* Exercise: All entries must be extracted exactly, with nothing added or dropped.

Records from a data collection:
use futures::StreamExt;
use searchhub_models::QueryRequest;
use thiserror::Error;
use tokio::sync::watch;
use uuid::Uuid;

use crate::parser::{ParseEvent, StreamParser};

#[derive(Debug, Error)]
pub enum ClientError {
    #[error("rate limited by server")]
    RateLimited,
    #[error("server returned status {0}")]
    Status(u16),
    #[error("transport failure: {0}")]
    Transport(#[from] reqwest::Error),
}

/// Per-payload callbacks, fired as the parser completes each section.
pub struct StreamCallbacks {
    pub on_sources: Box<dyn FnMut(Vec<searchhub_models::Source>) + Send>,
    pub on_answer: Box<dyn FnMut(String) + Send>,
    pub on_relates: Box<dyn FnMut(Vec<String>) + Send>,
}

impl StreamCallbacks {
    fn dispatch(&mut self, events: Vec<ParseEvent>) {
        for event in events {
            match event {
                ParseEvent::Sources(sources) => (self.on_sources)(sources),
                ParseEvent::Answer(answer) => (self.on_answer)(answer),
                ParseEvent::Relates(relates) => (self.on_relates)(relates),
            }
        }
    }
}

/// Cooperative abort for an in-flight query stream.
pub struct AbortHandle {
    tx: watch::Sender<bool>,
}

impl AbortHandle {
    pub fn abort(&self) {
        let _ = self.tx.send(true);
    }
}

pub fn abort_channel() -> (AbortHandle, watch::Receiver<bool>) {
    let (tx, rx) = watch::channel(false);
    (AbortHandle { tx }, rx)
}

/// Streams query responses from the backend and feeds them through a
/// fresh parser per request.
pub struct QueryClient {
    http: reqwest::Client,
    base_url: String,
}

impl QueryClient {
    pub fn new(base_url: impl Into<String>) -> Self {
        Self {
            http: reqwest::Client::new(),
            base_url: base_url.into(),
        }
    }

    /// Runs one query to completion, or until `abort` fires. After an
    /// abort no further callbacks are invoked; whatever was already
    /// delivered stays delivered.
    pub async fn stream_query(
        &self,
        query: &str,
        search_uuid: Option<Uuid>,
        callbacks: &mut StreamCallbacks,
        abort: Option<watch::Receiver<bool>>,
    ) -> Result<(), ClientError> {
        let response = self
            .http
            .post(format!("{}/api/query", self.base_url))
            .header(reqwest::header::ACCEPT, "text/event-stream")
            .json(&QueryRequest {
                query: query.to_string(),
                search_uuid,
                generate_related_questions: None,
            })
            .send()
            .await?;

        // 429 gets its own variant so the UI can say "slow down" instead
        // of a generic failure.
        match response.status().as_u16() {
            200 => {}
            429 => return Err(ClientError::RateLimited),
            status => return Err(ClientError::Status(status)),
        }

        let mut parser = StreamParser::new();
        let mut body = response.bytes_stream();
        let mut abort = abort;

        loop {
            tokio::select! {
                biased;
                _ = wait_for_abort(&mut abort) => {
                    parser.cancel();
                    log::debug!("query stream aborted by caller");
                    return Ok(());
                }
                chunk = body.next() => match chunk {
                    Some(Ok(bytes)) => callbacks.dispatch(parser.feed(&bytes)),
                    Some(Err(e)) => {
                        // Partial results already dispatched remain valid.
                        parser.cancel();
                        return Err(ClientError::Transport(e));
                    }
                    None => {
                        callbacks.dispatch(parser.finish());
                        return Ok(());
                    }
                },
            }
        }
    }
}

/// Resolves only when the abort flag flips to true. A dropped or absent
/// handle never resolves, so the stream just runs to completion.
async fn wait_for_abort(abort: &mut Option<watch::Receiver<bool>>) {
    loop {
        match abort {
            Some(rx) => {
                if *rx.borrow() {
                    return;
                }
                if rx.changed().await.is_err() {
                    *abort = None;
                }
            }
            None => futures::future::pending::<()>().await,
        }
    }
}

* Output:
use futures::StreamExt;
use searchhub_models::QueryRequest;
use thiserror::Error;
use tokio::sync::watch;
use uuid::Uuid;

use crate::parser::{ParseEvent, StreamParser};

#[derive(Debug, Error)]
pub enum ClientError {
    #[error("rate limited by server")]
    RateLimited,
    #[error("server returned status {0}")]
    Status(u16),
    #[error("transport failure: {0}")]
    Transport(#[from] reqwest::Error),
}

/// Per-payload callbacks, fired as the parser completes each section.
pub struct StreamCallbacks {
    pub on_sources: Box<dyn FnMut(Vec<searchhub_models::Source>) + Send>,
    pub on_answer: Box<dyn FnMut(String) + Send>,
    pub on_relates: Box<dyn FnMut(Vec<String>) + Send>,
}

impl StreamCallbacks {
    fn dispatch(&mut self, events: Vec<ParseEvent>) {
        for event in events {
            match event {
                ParseEvent::Sources(sources) => (self.on_sources)(sources),
                ParseEvent::Answer(answer) => (self.on_answer)(answer),
                ParseEvent::Relates(relates) => (self.on_relates)(relates),
            }
        }
    }
}

/// Cooperative abort for an in-flight query stream.
pub struct AbortHandle {
    tx: watch::Sender<bool>,
}

impl AbortHandle {
    pub fn abort(&self) {
        let _ = self.tx.send(true);
    }
}

pub fn abort_channel() -> (AbortHandle, watch::Receiver<bool>) {
    let (tx, rx) = watch::channel(false);
    (AbortHandle { tx }, rx)
}

/// Streams query responses from the backend and feeds them through a
/// fresh parser per request.
pub struct QueryClient {
    http: reqwest::Client,
    base_url: String,
}

impl QueryClient {
    pub fn new(base_url: impl Into<String>) -> Self {
        Self {
            http: reqwest::Client::new(),
            base_url: base_url.into(),
        }
    }

    /// Runs one query to completion, or until `abort` fires. After an
    /// abort no further callbacks are invoked; whatever was already
    /// delivered stays delivered.
    pub async fn stream_query(
        &self,
        query: &str,
        search_uuid: Option<Uuid>,
        callbacks: &mut StreamCallbacks,
        abort: Option<watch::Receiver<bool>>,
    ) -> Result<(), ClientError> {
        let response = self
            .http
            .post(format!("{}/api/query", self.base_url))
            .header(reqwest::header::ACCEPT, "text/event-stream")
            .json(&QueryRequest {
                query: query.to_string(),
                search_uuid,
                generate_related_questions: None,
            })
            .send()
            .await?;

        // 429 gets its own variant so the UI can say "slow down" instead
        // of a generic failure.
        match response.status().as_u16() {
            200 => {}
            429 => return Err(ClientError::RateLimited),
            status => return Err(ClientError::Status(status)),
        }

        let mut parser = StreamParser::new();
        let mut body = response.bytes_stream();
        let mut abort = abort;

        loop {
            tokio::select! {
                biased;
                _ = wait_for_abort(&mut abort) => {
                    parser.cancel();
                    log::debug!("query stream aborted by caller");
                    return Ok(());
                }
                chunk = body.next() => match chunk {
                    Some(Ok(bytes)) => callbacks.dispatch(parser.feed(&bytes)),
                    Some(Err(e)) => {
                        // Partial results already dispatched remain valid.
                        parser.cancel();
                        return Err(ClientError::Transport(e));
                    }
                    None => {
                        callbacks.dispatch(parser.finish());
                        return Ok(());
                    }
                },
            }
        }
    }
}

/// Resolves only when the abort flag flips to true. A dropped or absent
/// handle never resolves, so the stream just runs to completion.
async fn wait_for_abort(abort: &mut Option<watch::Receiver<bool>>) {
    loop {
        match abort {
            Some(rx) => {
                if *rx.borrow() {
                    return;
                }
                if rx.changed().await.is_err() {
                    *abort = None;
                }
            }
            None => futures::future::pending::<()>().await,
        }
    }
}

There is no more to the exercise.